• [Extracted entries]
use crate::app::{App, MenuItem};
use crate::state::messages::NetworkRequest;
use crossterm::event::KeyCode::Char;
use crossterm::event::{KeyCode, KeyEvent, KeyModifiers};
use std::sync::Arc;
use tokio::sync::{Mutex, mpsc};

pub async fn handle_key_bindings(
    key_event: KeyEvent,
    app: &Arc<Mutex<App>>,
    network_requests: &mpsc::Sender<NetworkRequest>,
) {
    let mut guard = app.lock().await;

    if let (Char('c'), KeyModifiers::CONTROL) = (key_event.code, key_event.modifiers) {
        crate::cleanup_terminal();
        std::process::exit(0);
    }

    // The picker popup takes every key while open.
    if guard.state.picker.open {
        match key_event.code {
            Char('j') | KeyCode::Down => guard.picker_down(),
            Char('k') | KeyCode::Up => guard.picker_up(),
            KeyCode::Esc | Char('t') => guard.close_picker(),
            Char('q') => {
                crate::cleanup_terminal();
                std::process::exit(0);
            }
            KeyCode::Enter => {
                if let Some(slug) = guard.picker_confirm() {
                    drop(guard);
                    let _ = network_requests
                        .send(NetworkRequest::LoadTournament { slug })
                        .await;
                }
            }
            _ => {}
        }
        return;
    }

    // So does the search box.
    if guard.state.editing_search {
        match key_event.code {
            KeyCode::Esc | KeyCode::Enter => guard.finish_search(),
            KeyCode::Backspace => guard.state.matches.pop_search(),
            Char(c) => guard.state.matches.push_search(c),
            _ => {}
        }
        return;
    }

    match (guard.state.active_tab, key_event.code) {
        (_, Char('q')) => {
            crate::cleanup_terminal();
            std::process::exit(0);
        }

        // Tab switching
        (_, Char('1')) => guard.update_tab(MenuItem::Matches),
        (_, Char('2')) => guard.update_tab(MenuItem::Pools),
        (_, Char('3')) => guard.update_tab(MenuItem::Bracket),
        (_, Char('4')) => guard.update_tab(MenuItem::Rankings),
        (_, Char('5')) => guard.update_tab(MenuItem::Info),
        (_, Char('?')) => guard.update_tab(MenuItem::Help),
        (MenuItem::Help, KeyCode::Esc) => guard.exit_help(),
        (_, Char('t')) => guard.open_picker(),

        // Matches table
        (MenuItem::Matches, Char('/')) => guard.start_search(),
        (MenuItem::Matches, Char('l') | KeyCode::Right) => guard.matches_column_next(),
        (MenuItem::Matches, Char('h') | KeyCode::Left) => guard.matches_column_prev(),
        (MenuItem::Matches, Char('s') | KeyCode::Enter) => guard.matches_sort(),
        (MenuItem::Matches, Char('j') | KeyCode::Down) => guard.matches_row_down(),
        (MenuItem::Matches, Char('k') | KeyCode::Up) => guard.matches_row_up(),

        // Pool tables
        (MenuItem::Pools, Char(']')) => guard.pools_next(),
        (MenuItem::Pools, Char('[')) => guard.pools_prev(),
        (MenuItem::Pools, Char('l') | KeyCode::Right) => guard.pools_column_next(),
        (MenuItem::Pools, Char('h') | KeyCode::Left) => guard.pools_column_prev(),
        (MenuItem::Pools, Char('s') | KeyCode::Enter) => guard.pools_sort(),
        (MenuItem::Pools, Char('j') | KeyCode::Down) => guard.pools_row_down(),
        (MenuItem::Pools, Char('k') | KeyCode::Up) => guard.pools_row_up(),

        // Bracket navigation
        (MenuItem::Bracket, Char('l') | KeyCode::Right) => guard.bracket_next_round(),
        (MenuItem::Bracket, Char('h') | KeyCode::Left) => guard.bracket_prev_round(),
        (MenuItem::Bracket, Char('j') | KeyCode::Down) => guard.bracket_seed_down(),
        (MenuItem::Bracket, Char('k') | KeyCode::Up) => guard.bracket_seed_up(),

        // Global
        (_, Char('f')) => guard.toggle_full_screen(),
        (_, Char('"')) => guard.toggle_show_logs(),

        _ => {}
    }
}
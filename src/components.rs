pub mod bracket;
pub mod match_table;
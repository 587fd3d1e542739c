use crate::MatchRecord;
use std::borrow::Cow;
use std::cmp::Ordering;

/// Reads the display text of one column from a match.
pub type FieldAccessor = for<'r> fn(&'r MatchRecord) -> Cow<'r, str>;

/// Columns a match table can be sorted by.
#[derive(Debug, Clone, Copy, PartialEq, Eq, Hash)]
pub enum SortKey {
    TeamA,
    ScoreA,
    ScoreB,
    TeamB,
    Stage,
}

impl SortKey {
    /// Column order of the match tables.
    pub const ALL: [SortKey; 5] = [
        SortKey::TeamA,
        SortKey::ScoreA,
        SortKey::ScoreB,
        SortKey::TeamB,
        SortKey::Stage,
    ];

    pub fn label(self) -> &'static str {
        match self {
            SortKey::TeamA | SortKey::TeamB => "Team",
            SortKey::ScoreA | SortKey::ScoreB => "Score",
            SortKey::Stage => "Stage",
        }
    }

    pub fn accessor(self) -> FieldAccessor {
        match self {
            SortKey::TeamA => team_a,
            SortKey::ScoreA => score_a,
            SortKey::ScoreB => score_b,
            SortKey::TeamB => team_b,
            SortKey::Stage => stage,
        }
    }

    pub fn text(self, row: &MatchRecord) -> Cow<'_, str> {
        (self.accessor())(row)
    }
}

fn team_a(row: &MatchRecord) -> Cow<'_, str> {
    Cow::Borrowed(&row.team_a)
}

fn team_b(row: &MatchRecord) -> Cow<'_, str> {
    Cow::Borrowed(&row.team_b)
}

// Scores are compared in their decimal string form, so "10" sorts before "2".
fn score_a(row: &MatchRecord) -> Cow<'_, str> {
    Cow::Owned(row.score_a.to_string())
}

fn score_b(row: &MatchRecord) -> Cow<'_, str> {
    Cow::Owned(row.score_b.to_string())
}

fn stage(row: &MatchRecord) -> Cow<'_, str> {
    Cow::Borrowed(row.stage.as_str())
}

/// Sort and search settings of one table view.
#[derive(Debug, Clone, Default, PartialEq, Eq)]
pub struct TableControls {
    pub sort_key: Option<SortKey>,
    pub reversed: bool,
    pub search: String,
}

impl TableControls {
    /// Selecting the active column again flips the direction; a new column
    /// starts ascending.
    pub fn toggle(&mut self, key: SortKey) {
        self.reversed = self.sort_key == Some(key) && !self.reversed;
        self.sort_key = Some(key);
    }

    pub fn apply<'a, I>(&self, rows: I) -> Vec<&'a MatchRecord>
    where
        I: IntoIterator<Item = &'a MatchRecord>,
    {
        view(rows, self.sort_key, self.reversed, &self.search)
    }

    /// `Some(reversed)` when the table is sorted by `key`.
    pub fn direction(&self, key: SortKey) -> Option<bool> {
        (self.sort_key == Some(key)).then_some(self.reversed)
    }
}

/// Filter `rows` by team name and optionally sort them by one column.
///
/// `search` is trimmed and matched case-insensitively as a substring of
/// either team; an empty search keeps every row. Sorting compares the text
/// of the `sort_key` column with [`collate`], descending when `reversed`.
/// The input is never modified; the result borrows from it.
pub fn view<'a, I>(
    rows: I,
    sort_key: Option<SortKey>,
    reversed: bool,
    search: &str,
) -> Vec<&'a MatchRecord>
where
    I: IntoIterator<Item = &'a MatchRecord>,
{
    let query = search.trim().to_lowercase();
    let mut out: Vec<&MatchRecord> = rows
        .into_iter()
        .filter(|row| matches_search(row, &query))
        .collect();

    if let Some(key) = sort_key {
        let text = key.accessor();
        out.sort_by(|a, b| {
            if reversed {
                collate(&text(b), &text(a))
            } else {
                collate(&text(a), &text(b))
            }
        });
    }
    out
}

fn matches_search(row: &MatchRecord, query: &str) -> bool {
    query.is_empty()
        || row.team_a.to_lowercase().contains(query)
        || row.team_b.to_lowercase().contains(query)
}

/// Locale-style string comparison: case-insensitive first, lowercase before
/// uppercase on ties.
pub fn collate(a: &str, b: &str) -> Ordering {
    a.chars()
        .flat_map(char::to_lowercase)
        .cmp(b.chars().flat_map(char::to_lowercase))
        .then_with(|| b.cmp(a))
}
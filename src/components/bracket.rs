use scores_api::{Seed, SeedTeam};
use tui::buffer::Buffer;
use tui::layout::Rect;
use tui::style::{Color, Modifier, Style};
use tui::widgets::Widget;

use crate::components::match_table::WINNER_COLOR;

// ---------------------------------------------------------------------------
// Layout constants
// ---------------------------------------------------------------------------

/// Rows per seed cell: team line, id/video line, team line.
pub const SEED_HEIGHT: u16 = 3;

/// Width of the connector zone drawn between adjacent round columns.
pub const CONNECTOR_WIDTH: u16 = 3;

const CELL_W_MIN: u16 = 18;
const CELL_W_MAX: u16 = 30;

// ---------------------------------------------------------------------------
// SeedCell: pre-computed position for one seed
// ---------------------------------------------------------------------------

#[derive(Debug, Clone, PartialEq, Eq)]
pub struct SeedCell {
    /// Row of the middle line, relative to the top of the grid.
    pub center_row: u16,
    /// Visible column this cell sits in (0 = selected round).
    pub column: usize,
    pub seed_idx: usize,
}

// ---------------------------------------------------------------------------
// BracketGrid: layout engine for the visible rounds
// ---------------------------------------------------------------------------

/// Layout of the selected round and the rounds after it that fit the width.
///
/// Each column divides the grid height into equal slots, one per seed, so a
/// round with half the seeds of its predecessor lines up between the pairs
/// that feed it.
#[derive(Debug, Clone)]
pub struct BracketGrid {
    pub cells: Vec<SeedCell>,
    /// Starting x of each visible column, relative to the grid origin.
    pub column_x: Vec<u16>,
    pub cell_width: u16,
    pub total_height: u16,
    seed_counts: Vec<usize>,
}

impl BracketGrid {
    /// `seed_counts` holds the number of seeds of every round, in tab order.
    pub fn compute(seed_counts: &[usize], first_round: usize, width: u16) -> Self {
        let remaining = &seed_counts[first_round.min(seed_counts.len())..];
        let fit = (width.saturating_add(CONNECTOR_WIDTH) / (CELL_W_MIN + CONNECTOR_WIDTH)).max(1) as usize;
        let visible: Vec<usize> = remaining.iter().copied().take(fit).collect();

        let columns = visible.len().max(1) as u16;
        let cell_width = (width.saturating_sub(CONNECTOR_WIDTH * (columns - 1)) / columns)
            .clamp(1, CELL_W_MAX);
        let stride = cell_width + CONNECTOR_WIDTH;
        let column_x = (0..visible.len() as u16).map(|c| c * stride).collect();

        let max_seeds = visible.iter().copied().max().unwrap_or(0) as u16;
        let total_height = max_seeds * (SEED_HEIGHT + 1);

        let mut cells = Vec::new();
        for (column, &count) in visible.iter().enumerate() {
            if count == 0 {
                continue;
            }
            let slot = total_height / count as u16;
            for seed_idx in 0..count {
                cells.push(SeedCell {
                    center_row: seed_idx as u16 * slot + slot / 2,
                    column,
                    seed_idx,
                });
            }
        }

        Self { cells, column_x, cell_width, total_height, seed_counts: visible }
    }

    pub fn column_cells(&self, column: usize) -> impl Iterator<Item = &SeedCell> {
        self.cells.iter().filter(move |c| c.column == column)
    }

    /// Connectors are only drawn where a round halves into the next one.
    pub fn pairs_into_next(&self, column: usize) -> bool {
        match (self.seed_counts.get(column), self.seed_counts.get(column + 1)) {
            (Some(&here), Some(&next)) => next > 0 && here == next * 2,
            _ => false,
        }
    }

    /// Scroll offset that keeps the selected seed of the first column in view.
    pub fn scroll_for(&self, selected_seed: usize, viewport: u16) -> u16 {
        if self.total_height <= viewport {
            return 0;
        }
        let center = self
            .column_cells(0)
            .find(|c| c.seed_idx == selected_seed)
            .map(|c| c.center_row)
            .unwrap_or(0);
        center
            .saturating_sub(viewport / 2)
            .min(self.total_height - viewport)
    }
}

// ---------------------------------------------------------------------------
// BracketView widget
// ---------------------------------------------------------------------------

/// Renders seeds of consecutive rounds as columns joined by connectors.
pub struct BracketView<'a> {
    /// Seeds per visible column, starting with the selected round.
    pub rounds: &'a [Vec<Seed>],
    pub grid: &'a BracketGrid,
    /// Highlighted seed within the first column.
    pub selected_seed: usize,
    pub scroll_offset: u16,
}

impl Widget for BracketView<'_> {
    fn render(self, area: Rect, buf: &mut Buffer) {
        if area.width < 10 || area.height < SEED_HEIGHT {
            return;
        }

        for cell in &self.grid.cells {
            let Some(seed) = self.rounds.get(cell.column).and_then(|r| r.get(cell.seed_idx)) else {
                continue;
            };
            let selected = cell.column == 0 && cell.seed_idx == self.selected_seed;
            draw_seed_cell(seed, cell, selected, self.grid, area, self.scroll_offset, buf);
        }

        for column in 0..self.grid.column_x.len() {
            if !self.grid.pairs_into_next(column) {
                continue;
            }
            let children: Vec<u16> = self.grid.column_cells(column).map(|c| c.center_row).collect();
            let conn_x = area.x + self.grid.column_x[column] + self.grid.cell_width;
            for (j, parent) in self.grid.column_cells(column + 1).enumerate() {
                let (Some(&top), Some(&bot)) = (children.get(2 * j), children.get(2 * j + 1)) else {
                    continue;
                };
                draw_connector(top, parent.center_row, bot, conn_x, area, self.scroll_offset, buf);
            }
        }
    }
}

/// Convert a grid row to a screen y, or `None` when scrolled out of view.
fn screen_y(grid_row: u16, scroll: u16, area: Rect) -> Option<u16> {
    let rel = grid_row.checked_sub(scroll)?;
    (rel < area.height).then_some(area.y + rel)
}

fn draw_seed_cell(
    seed: &Seed,
    cell: &SeedCell,
    selected: bool,
    grid: &BracketGrid,
    area: Rect,
    scroll: u16,
    buf: &mut Buffer,
) {
    let x = area.x + grid.column_x[cell.column];
    let limit_x = area.x + area.width;
    if x >= limit_x {
        return;
    }
    let avail = (limit_x - x) as usize;
    let width = grid.cell_width as usize;

    let base = if selected {
        Style::default().fg(Color::White).add_modifier(Modifier::BOLD | Modifier::REVERSED)
    } else {
        Style::default().fg(Color::Gray)
    };
    let winner = seed.winner();

    let lines = [
        (format_team_line(&seed.teams[0], width), team_style(winner, 0, base)),
        (format_info_line(seed, width), Style::default().fg(Color::DarkGray)),
        (format_team_line(&seed.teams[1], width), team_style(winner, 1, base)),
    ];

    for (dy, (text, style)) in lines.into_iter().enumerate() {
        let row = cell.center_row.saturating_sub(1) + dy as u16;
        let Some(y) = screen_y(row, scroll, area) else {
            continue;
        };
        let clipped: String = text.chars().take(avail).collect();
        buf.set_string(x, y, &clipped, style);
    }
}

fn team_style(winner: Option<usize>, team: usize, base: Style) -> Style {
    if winner == Some(team) {
        base.fg(WINNER_COLOR).add_modifier(Modifier::BOLD)
    } else {
        base
    }
}

/// `"name        score "`, exactly `width` columns.
fn format_team_line(team: &SeedTeam, width: usize) -> String {
    let name_w = width.saturating_sub(5);
    let name: String = team.name.chars().take(name_w).collect();
    let line = format!("{name:<name_w$} {:>3} ", team.score);
    line.chars().take(width).collect()
}

fn format_info_line(seed: &Seed, width: usize) -> String {
    let marker = if seed.video_url.is_some() { "▶ video" } else { "" };
    let id_w = width.saturating_sub(marker.chars().count());
    let line = format!("{:<id_w$}{marker}", seed.id);
    line.chars().take(width).collect()
}

/// Box-drawing connector between two children and their parent:
///
/// ```text
///  child_top  ──┐
///               │
///  parent       ├──
///               │
///  child_bot  ──┘
/// ```
fn draw_connector(
    r_top: u16,
    r_mid: u16,
    r_bot: u16,
    conn_x: u16,
    area: Rect,
    scroll: u16,
    buf: &mut Buffer,
) {
    let style = Style::default().fg(Color::DarkGray);
    let limit_x = area.x + area.width;
    let mut put = |x: u16, row: u16, ch: char| {
        if x < limit_x
            && let Some(y) = screen_y(row, scroll, area)
            && let Some(cell) = buf.cell_mut((x, y))
        {
            cell.set_char(ch);
            cell.set_style(style);
        }
    };

    put(conn_x, r_top, '─');
    put(conn_x + 1, r_top, '┐');
    for row in (r_top + 1)..r_bot {
        put(conn_x + 1, row, '│');
    }
    put(conn_x + 1, r_mid, '├');
    put(conn_x + 2, r_mid, '─');
    put(conn_x, r_bot, '─');
    put(conn_x + 1, r_bot, '┘');
}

• [About this exercise] Within the listing above, the range opens at the line with "pub struct SeedCell" and closes at the line with "the visible rounds". Reproduce exactly the lines of that range, including both ends.

• [Problem solution]
pub struct SeedCell {
    /// Row of the middle line, relative to the top of the grid.
    pub center_row: u16,
    /// Visible column this cell sits in (0 = selected round).
    pub column: usize,
    pub seed_idx: usize,
}

// ---------------------------------------------------------------------------
// BracketGrid: layout engine for the visible rounds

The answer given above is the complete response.